Nice blog post on choosing a loss function -

https://machinelearningmastery.com/how-to-choose-lossfunctions-when-training-deep-learning-neural-networks/

Optimisation

So how do we find good weights?

i.e., how do we find weight values that result in a small loss value?

i.e., what should we know about training so it’s not a mystery, and we have a hope of fixing things if it goes wrong?

A simple example: 1 unknown weight to set

A very simple untrained NN: output = w1 x input

Choose mean-squared error as our loss function.

How does loss change with different values of w1, for a given dataset?

But, we cannot “see” this function directly!
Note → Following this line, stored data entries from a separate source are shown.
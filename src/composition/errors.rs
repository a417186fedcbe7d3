//! composition::errors — error types for compositional-data routines.
//!
//! Purpose
//! -------
//! Provide the error enum and result alias shared by the compositional-data
//! routines (noise injection and the logistic-normal negative log-density).
//! Only *structural* misuse is typed here: shape mismatches, empty inputs,
//! and unusable variance settings.
//!
//! Key behaviors
//! -------------
//! - Define [`CompResult`] and [`CompError`] as the canonical result and
//!   error types for the `composition` subtree.
//! - Attach human-readable `Display` messages phrased as domain constraints
//!   ("proportions vectors must have equal length") rather than low-level
//!   detail.
//!
//! Invariants & assumptions
//! ------------------------
//! - Numeric degeneracy is deliberately *not* an error: zero or negative
//!   proportions flow through the log/exp arithmetic (collapsing to zero
//!   shares or propagating NaN), matching the drop-in contract of the
//!   original assessment code. Callers who need a guard apply it upstream.
//! - `CompError` values are small, `Clone`, and comparable, so tests can
//!   match on exact variants.
//!
//! Testing notes
//! -------------
//! - Unit tests verify that each variant's `Display` message embeds its
//!   payload (offending lengths or variance).

/// Result alias for compositional-data routines.
pub type CompResult<T> = Result<T, CompError>;

/// CompError — structural failures in compositional-data routines.
///
/// Variants
/// --------
/// - `EmptyComposition`
///   A proportions vector has length zero, so geometric means and
///   normalization are undefined.
/// - `LengthMismatch { left, right }`
///   Two paired vectors (proportions vs. noise, observed vs. expected)
///   disagree in length.
/// - `InvalidVariance(f64)`
///   The logistic-normal variance is non-finite or not strictly positive,
///   so its log is meaningless as a density term.
///
/// Notes
/// -----
/// - Implements [`std::error::Error`] and [`std::fmt::Display`] for
///   idiomatic `?`-based propagation.
#[derive(Debug, Clone, PartialEq)]
pub enum CompError {
    //------ Input validation errors ------
    EmptyComposition,
    LengthMismatch { left: usize, right: usize },
    InvalidVariance(f64),
}

impl std::error::Error for CompError {}

impl std::fmt::Display for CompError {
    fn fmt(&self, f: &mut std::fmt::Formatter<'_>) -> std::fmt::Result {
        match self {
            CompError::EmptyComposition => {
                write!(f, "Composition vectors must contain at least one proportion.")
            }
            CompError::LengthMismatch { left, right } => {
                write!(
                    f,
                    "Paired composition vectors must have equal length; got {left} and {right}."
                )
            }
            CompError::InvalidVariance(var) => {
                write!(f, "Invalid variance: {var}. Must be finite and strictly positive.")
            }
        }
    }
}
We can measure the loss for any given value of w1; we can also compute the slope of the line at any given value of w1, like trying to navigate hilly terrain in a fog; many optimisation methods have been developed for finding good values under such circumstances.

Gradient descent: a simple, standard optimisation method.

  1. Pick a random value of w1. Compute loss and slope(gradient) of w1.
  2. Pick a new value for w1.
    • Travel “downwards” in slope
    • If slope is steep, take a big hop in that direction. If gradual, take a smaller hop.
    • The “learning rate” of NN is a value between 0.0 and 1.0 that is used to scale these big/small steps.
  3. Repeat:
    • For a fixed number of iterations
    • Or until change in loss each iteration is very very small

Possible problem #1: Learning rate may be unsuitable

If too small: Takes a looooong time to get to minimum

If too big: Can get lost and never find the minimum

Possible problem #2: Optimization may get stuck in a local minimum

In practice, we always have more than 1 unknown weight, so optimization is finding a minimum in a bumpy surface.

Contour plots: Lines show paths of equal loss

Stochastic gradient descent (SGD) can help avoid local minima (or at least find better local minima).

“Vanilla” (“batch”) gradient descent: use loss computed on all training examples to find the gradient for a particular set of weight values, then follow this gradient downhill.

Stochastic gradient descent: choose a single random example and compute the gradient for a particular set of weight values, then follow this gradient one step. Then choose another single random exmaple and repeat.

Mini-batch gradient descent

A compromise between SGD and vanilla gradient descent: compute gradient at each step using a small number of examples (e.g., 32)

Possible problem #3: Sometimes, it’s hard to find a good set of tradeoffs using the methods we have discussed so far…

Possible problem #4: The optimal weights might not be so optimal after all

Training finds optimal weight values for the training set.

In the real world, you often want your neural network to perform well on data that isn’t in the training set!

We usually want to “generalise”, not “memorise”.

Orange Line has higher loss, but it seems to capture the trend in the data better.

Variation in training examples could be “noise”: maybe we should not try so hard to fit them exactly?

One solution: Regularisation

“Weight” regularisation: loss function includes a penalty for weights that become too large.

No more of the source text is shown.